— INSTRUCTIONS FOR THE TASK —
Each line of the records that includes "warn" should be found and copied.

— GIVEN DATA —
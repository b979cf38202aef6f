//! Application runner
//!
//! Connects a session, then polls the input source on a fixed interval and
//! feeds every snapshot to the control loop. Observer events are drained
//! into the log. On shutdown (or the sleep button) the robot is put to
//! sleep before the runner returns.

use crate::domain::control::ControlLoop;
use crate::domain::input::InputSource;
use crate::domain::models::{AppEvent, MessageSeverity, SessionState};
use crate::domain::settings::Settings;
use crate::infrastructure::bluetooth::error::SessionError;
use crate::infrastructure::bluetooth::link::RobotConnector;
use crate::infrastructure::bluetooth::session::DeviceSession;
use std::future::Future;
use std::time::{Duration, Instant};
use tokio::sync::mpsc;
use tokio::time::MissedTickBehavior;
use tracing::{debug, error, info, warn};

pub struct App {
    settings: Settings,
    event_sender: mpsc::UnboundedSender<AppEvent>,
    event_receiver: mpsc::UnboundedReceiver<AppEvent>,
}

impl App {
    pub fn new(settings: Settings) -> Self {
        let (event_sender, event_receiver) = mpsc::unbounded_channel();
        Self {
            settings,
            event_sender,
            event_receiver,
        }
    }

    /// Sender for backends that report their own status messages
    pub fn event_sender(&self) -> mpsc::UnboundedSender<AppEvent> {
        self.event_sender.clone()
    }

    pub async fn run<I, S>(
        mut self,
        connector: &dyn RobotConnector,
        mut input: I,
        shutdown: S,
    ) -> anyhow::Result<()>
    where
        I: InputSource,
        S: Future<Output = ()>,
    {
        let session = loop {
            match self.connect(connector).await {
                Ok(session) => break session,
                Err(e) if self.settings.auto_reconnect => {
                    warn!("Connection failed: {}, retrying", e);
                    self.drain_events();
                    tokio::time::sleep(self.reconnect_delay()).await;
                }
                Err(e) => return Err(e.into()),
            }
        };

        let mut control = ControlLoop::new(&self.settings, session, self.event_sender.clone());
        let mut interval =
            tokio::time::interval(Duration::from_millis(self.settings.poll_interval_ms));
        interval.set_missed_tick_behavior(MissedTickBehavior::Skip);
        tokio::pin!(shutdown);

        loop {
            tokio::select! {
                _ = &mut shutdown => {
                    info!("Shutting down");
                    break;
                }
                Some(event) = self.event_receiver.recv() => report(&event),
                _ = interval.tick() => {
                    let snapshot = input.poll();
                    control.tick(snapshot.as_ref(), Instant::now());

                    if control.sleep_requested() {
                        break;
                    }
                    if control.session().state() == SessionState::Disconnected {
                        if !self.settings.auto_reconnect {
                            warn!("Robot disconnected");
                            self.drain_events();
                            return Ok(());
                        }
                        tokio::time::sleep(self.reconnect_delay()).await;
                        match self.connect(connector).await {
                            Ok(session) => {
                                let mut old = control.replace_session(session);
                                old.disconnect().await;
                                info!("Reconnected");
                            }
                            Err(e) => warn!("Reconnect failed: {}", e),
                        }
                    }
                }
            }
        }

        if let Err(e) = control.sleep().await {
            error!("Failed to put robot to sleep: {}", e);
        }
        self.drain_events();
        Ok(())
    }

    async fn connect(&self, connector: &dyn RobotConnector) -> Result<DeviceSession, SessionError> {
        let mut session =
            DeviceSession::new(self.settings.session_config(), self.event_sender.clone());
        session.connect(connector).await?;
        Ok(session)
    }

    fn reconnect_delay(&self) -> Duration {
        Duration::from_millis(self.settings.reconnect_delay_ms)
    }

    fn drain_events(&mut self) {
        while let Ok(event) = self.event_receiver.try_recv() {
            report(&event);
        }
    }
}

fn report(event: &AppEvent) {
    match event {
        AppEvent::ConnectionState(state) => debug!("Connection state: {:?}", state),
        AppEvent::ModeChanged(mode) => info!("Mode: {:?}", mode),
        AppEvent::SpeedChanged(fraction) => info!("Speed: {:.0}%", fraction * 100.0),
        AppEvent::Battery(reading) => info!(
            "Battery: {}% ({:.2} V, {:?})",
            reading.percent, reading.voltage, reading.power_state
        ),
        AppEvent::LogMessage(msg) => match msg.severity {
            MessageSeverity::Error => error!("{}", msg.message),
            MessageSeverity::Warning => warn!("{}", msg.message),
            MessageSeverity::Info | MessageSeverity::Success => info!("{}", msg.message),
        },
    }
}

— ANSWER SECTION —
use tracing::{debug, error, info, warn};
                    warn!("Connection failed: {}, retrying", e);
                            warn!("Robot disconnected");
                            Err(e) => warn!("Reconnect failed: {}", e),
            MessageSeverity::Warning => warn!("{}", msg.message),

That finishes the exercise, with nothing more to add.